#### [Task item]
The answer is every line in the data below that contains the word "warn".

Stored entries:
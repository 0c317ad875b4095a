//! Duel actor: serializes every action through one task.

use tokio::sync::{mpsc, oneshot};

use super::errors::{DuelError, DuelResult};
use super::manager::DuelManager;
use super::messages::{DuelAction, DuelMessage, DuelResponse};

/// Cloneable handle for submitting actions to the duel actor
#[derive(Clone)]
pub struct DuelHandle {
    sender: mpsc::Sender<DuelMessage>,
}

impl DuelHandle {
    pub fn new(sender: mpsc::Sender<DuelMessage>) -> Self {
        Self { sender }
    }

    /// Submit `action` and wait for its result
    ///
    /// # Errors
    ///
    /// Returns `DuelError::ServiceUnavailable` if the actor has stopped, or
    /// the rejection produced by the state machine.
    pub async fn submit(&self, action: DuelAction) -> DuelResult<DuelResponse> {
        let (response, receiver) = oneshot::channel();
        self.sender
            .send(DuelMessage::Action { action, response })
            .await
            .map_err(|_| DuelError::ServiceUnavailable)?;
        receiver.await.map_err(|_| DuelError::ServiceUnavailable)?
    }

    /// Ask the actor to stop
    pub async fn close(&self) -> DuelResult<()> {
        self.sender
            .send(DuelMessage::Close)
            .await
            .map_err(|_| DuelError::ServiceUnavailable)
    }

    pub fn is_closed(&self) -> bool {
        self.sender.is_closed()
    }
}

/// Owns the [`DuelManager`] and applies one message at a time
pub struct DuelActor {
    manager: DuelManager,
    inbox: mpsc::Receiver<DuelMessage>,
}

impl DuelActor {
    /// Create a new duel actor
    ///
    /// # Returns
    ///
    /// * `(DuelActor, DuelHandle)` - Actor and handle for sending messages
    pub fn new(manager: DuelManager, capacity: usize) -> (Self, DuelHandle) {
        let (sender, inbox) = mpsc::channel(capacity.max(1));
        (Self { manager, inbox }, DuelHandle::new(sender))
    }

    /// Run the actor event loop until closed or every handle is dropped
    pub async fn run(mut self) {
        log::info!("Duel actor starting");

        while let Some(message) = self.inbox.recv().await {
            match message {
                DuelMessage::Action { action, response } => {
                    let result = self.manager.handle(action.clone()).await;
                    if let Err(e) = &result {
                        log::warn!("Rejected {:?}: {}", action, e);
                    }
                    if response.send(result).is_err() {
                        log::debug!("Caller dropped before {:?} completed", action);
                    }
                }
                DuelMessage::Close => break,
            }
        }

        log::info!(
            "Duel actor stopped with {} duel(s) in flight",
            self.manager.registry().len()
        );
    }
}

#[cfg(test)]
mod tests {
    use super::*;
    use crate::duel::StaticDealerRoster;
    use crate::payout::CommissionRate;
    use crate::records::{InMemoryMatchRecordRepository, MatchRecordManager};
    use std::sync::Arc;

    fn spawn() -> DuelHandle {
        let records = MatchRecordManager::new(
            Arc::new(InMemoryMatchRecordRepository::new()),
            CommissionRate::default(),
        );
        let manager = DuelManager::new(records, Arc::new(StaticDealerRoster::new([3])));
        let (actor, handle) = DuelActor::new(manager, 8);
        tokio::spawn(actor.run());
        handle
    }

    #[tokio::test]
    async fn test_submit_round_trip() {
        let handle = spawn();
        let response = handle
            .submit(DuelAction::Challenge { user_id: 1, stake: 50 })
            .await
            .unwrap();
        assert!(matches!(response, DuelResponse::Challenged { .. }));

        let err = handle
            .submit(DuelAction::Challenge { user_id: 1, stake: 50 })
            .await
            .unwrap_err();
        assert!(matches!(err, DuelError::AlreadyInDuel(1)));
    }

    #[tokio::test]
    async fn test_closed_actor_is_unavailable() {
        let handle = spawn();
        handle.close().await.unwrap();

        // Messages queued behind Close are dropped with the inbox.
        let result = handle.submit(DuelAction::RequestGlobalStats).await;
        assert!(matches!(result, Err(DuelError::ServiceUnavailable)));
    }
}
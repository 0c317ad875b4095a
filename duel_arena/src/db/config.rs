//! Database configuration.

use std::env;
use std::str::FromStr;

/// Database configuration
#[derive(Debug, Clone, PartialEq, Eq)]
pub struct DatabaseConfig {
    /// PostgreSQL connection URL
    pub database_url: String,

    /// Maximum number of connections in the pool
    pub max_connections: u32,

    /// Minimum number of connections in the pool
    pub min_connections: u32,

    /// Connection timeout in seconds
    pub connection_timeout_secs: u64,

    /// Idle connection timeout in seconds
    pub idle_timeout_secs: u64,

    /// Maximum connection lifetime in seconds
    pub max_lifetime_secs: u64,
}

fn env_or<T: FromStr>(key: &str, default: T) -> T {
    match env::var(key) {
        Ok(raw) => raw.parse().unwrap_or_else(|_| {
            log::warn!("Ignoring unparsable {key}={raw}");
            default
        }),
        Err(_) => default,
    }
}

impl DatabaseConfig {
    /// Create configuration from environment variables
    ///
    /// Recognised variables, each falling back to [`DatabaseConfig::development`]:
    /// - `DATABASE_URL`: PostgreSQL connection string
    /// - `DB_MAX_CONNECTIONS`: Maximum pool size (default: 10)
    /// - `DB_MIN_CONNECTIONS`: Minimum pool size (default: 1)
    /// - `DB_CONNECTION_TIMEOUT`: Connection timeout in seconds (default: 10)
    /// - `DB_IDLE_TIMEOUT`: Idle timeout in seconds (default: 600)
    /// - `DB_MAX_LIFETIME`: Max lifetime in seconds (default: 1800)
    pub fn from_env() -> Self {
        let defaults = Self::development();
        Self {
            database_url: env::var("DATABASE_URL").unwrap_or(defaults.database_url),
            max_connections: env_or("DB_MAX_CONNECTIONS", defaults.max_connections),
            min_connections: env_or("DB_MIN_CONNECTIONS", defaults.min_connections),
            connection_timeout_secs: env_or("DB_CONNECTION_TIMEOUT", defaults.connection_timeout_secs),
            idle_timeout_secs: env_or("DB_IDLE_TIMEOUT", defaults.idle_timeout_secs),
            max_lifetime_secs: env_or("DB_MAX_LIFETIME", defaults.max_lifetime_secs),
        }
    }

    /// Default configuration for development
    ///
    /// Uses `postgres://postgres@localhost/duel_db` as the database URL
    pub fn development() -> Self {
        Self {
            database_url: "postgres://postgres@localhost/duel_db".to_string(),
            max_connections: 10,
            min_connections: 1,
            connection_timeout_secs: 10,
            idle_timeout_secs: 600,
            max_lifetime_secs: 1800,
        }
    }
}

impl Default for DatabaseConfig {
    fn default() -> Self {
        Self::development()
    }
}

#### [Task result]
                        log::warn!("Rejected {:?}: {}", action, e);
            log::warn!("Ignoring unparsable {key}={raw}");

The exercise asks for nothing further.